Very true for the leaked draft. I didn’t expect the SCOTUS to overturn ROE, I expected them to rule on the Mississippi case which should have been their limit. The official ruling caught me by surprise. Maybe it shouldn’t have, but it did. I did expect some movement towards the Democrats after the official ruling though, then in a couple of months for the polls to revert to where they were pre-SCOTUS ruling. Am I wrong in classifying the leaked draft and my deductions on that to having a bit of a different view on the official ruling? But baked in, yes. I should have clarified myself a bit more. But you’re correct, baked in it is or so it seems up to this point.
It's interesting I find 55-60% of all Americans opposing the SCOTUS ruling but who’ll they’ll vote for remaining basically the same. I call this soft support on opposing the SCOTUS ruling. The hard-core opposition comes from Democrats which are going to vote Democratic anyway. The hard core in favor of the ruling comes from Republicans who are going to vote Republican no matter what.

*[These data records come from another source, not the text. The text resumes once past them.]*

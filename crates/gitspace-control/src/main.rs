//! Gitspace Control Plane - Infrastructure Lifecycle Orchestrator
//!
//! This is the main entry point for the control plane service. It wires the
//! store, the Docker provider, the completion listener and the action service,
//! and serves health endpoints until interrupted.

use std::sync::Arc;

use axum::{extract::State, http::StatusCode, response::IntoResponse, routing::get, Json, Router};
use gitspace_control::{
    AllowAllAuthorizer, BackgroundTasks, ControlConfig, EventEmitter, EventMessages,
    GitspaceResumer, GitspaceService, InfraEventListener, InfraProvisioner, StoreEventEmitter,
};
use gitspace_infra::{
    BollardEngine, ChannelSink, DockerProvider, DockerProviderConfig, InfraProviderFactory,
};
use gitspace_store::{RocksStore, Store};
use serde::Serialize;
use tokio_util::sync::CancellationToken;
use tracing_subscriber::{layer::SubscriberExt, util::SubscriberInitExt};

/// Application state shared across handlers.
struct AppState<S: Store> {
    service: Arc<GitspaceService<S>>,
}

impl<S: Store> Clone for AppState<S> {
    fn clone(&self) -> Self {
        Self {
            service: Arc::clone(&self.service),
        }
    }
}

#[derive(Serialize)]
struct HealthResponse {
    status: &'static str,
    service: &'static str,
}

async fn health_handler() -> impl IntoResponse {
    Json(HealthResponse {
        status: "healthy",
        service: "gitspace-control",
    })
}

async fn ready_handler<S: Store + 'static>(State(state): State<AppState<S>>) -> impl IntoResponse {
    if state.service.tasks().shutdown_token().is_cancelled() {
        (StatusCode::SERVICE_UNAVAILABLE, "shutting down")
    } else {
        (StatusCode::OK, "ready")
    }
}

fn create_router<S: Store + 'static>(state: AppState<S>) -> Router {
    Router::new()
        .route("/health", get(health_handler))
        .route("/ready", get(ready_handler::<S>))
        .with_state(state)
}

#[tokio::main]
async fn main() -> Result<(), Box<dyn std::error::Error>> {
    // Initialize tracing
    tracing_subscriber::registry()
        .with(
            tracing_subscriber::EnvFilter::try_from_default_env()
                .unwrap_or_else(|_| "info,gitspace=debug".into()),
        )
        .with(tracing_subscriber::fmt::layer())
        .init();

    tracing::info!("Starting Gitspace Control Plane");

    // Load configuration from environment
    let listen_addr = std::env::var("LISTEN_ADDR").unwrap_or_else(|_| "0.0.0.0:8080".to_string());
    let data_dir = std::env::var("DATA_DIR").unwrap_or_else(|_| "/data".to_string());
    let config = ControlConfig::from_env();

    // Initialize store
    let store = Arc::new(RocksStore::open(&data_dir)?);
    tracing::info!(data_dir = %data_dir, "Initialized RocksDB store");

    // Providers report completions through a channel
    let (sink, completions) = ChannelSink::channel();
    let sink = Arc::new(sink);

    let docker_config = DockerProviderConfig::from_env();
    let engine = BollardEngine::connect(docker_config.socket_path.as_deref())?;
    let docker = DockerProvider::new(Arc::new(engine), sink, docker_config);
    let factory = InfraProviderFactory::builder()
        .register(Arc::new(docker))
        .build();
    tracing::info!(providers = ?factory.provider_types(), "Registered infra providers");

    let messages = Arc::new(EventMessages::new());
    let emitter: Arc<dyn EventEmitter> =
        Arc::new(StoreEventEmitter::new(store.clone(), messages));
    let provisioner = Arc::new(InfraProvisioner::new(
        store.clone(),
        factory,
        config.clone(),
    ));

    let shutdown = CancellationToken::new();
    let tasks = BackgroundTasks::new(config.max_background_tasks, shutdown.clone());

    // Completion listener
    let listener = Arc::new(InfraEventListener::new(
        store.clone(),
        provisioner.clone(),
        Arc::new(GitspaceResumer::new(emitter.clone())),
    ));
    let listener_task = tokio::spawn(listener.run(completions, shutdown.clone()));

    let service = Arc::new(GitspaceService::new(
        store,
        provisioner,
        Arc::new(AllowAllAuthorizer),
        emitter,
        tasks.clone(),
        config,
    ));

    let app = create_router(AppState { service });

    // Start server
    tracing::info!(listen_addr = %listen_addr, "Starting HTTP server");
    let tcp = tokio::net::TcpListener::bind(&listen_addr).await?;
    let signal = shutdown.clone();
    axum::serve(tcp, app)
        .with_graceful_shutdown(async move {
            if let Err(e) = tokio::signal::ctrl_c().await {
                tracing::error!(error = %e, "Failed to listen for shutdown signal");
            }
            tracing::info!("Shutdown requested");
            signal.cancel();
        })
        .await?;

    tasks.shutdown().await;
    if let Err(e) = listener_task.await {
        tracing::error!(error = %e, "Infra event listener task failed");
    }
    tracing::info!("Gitspace Control Plane stopped");

    Ok(())
}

Independents are divided as usual, according to YouGov, 37% strongly oppose the ruling, 31% strongly in favor. The rest are in the somewhat for or against or not sure, don’t care, no opinion. The wishy washy categories.
https://docs.cdn.yougov.com/uhxw71f4tf/econTabReport.pdfSince independents are leaning toward voting Republican this midterm, I think a lot of their opposition to the ruling is soft support. In other words, they’re saying I’d rather abortion be legal, but it doesn’t make my list of top 5 issues in which I weigh to determine my vote. Make sense? Inflation, the economy in general is still the most important issue for independents in deciding who’ll they vote for.
A long-winded reply in which I’m stating you’re correct. But I looked at the draft and actual ruling as two separate events. A caveat probably irrelevant in the grand scheme of things.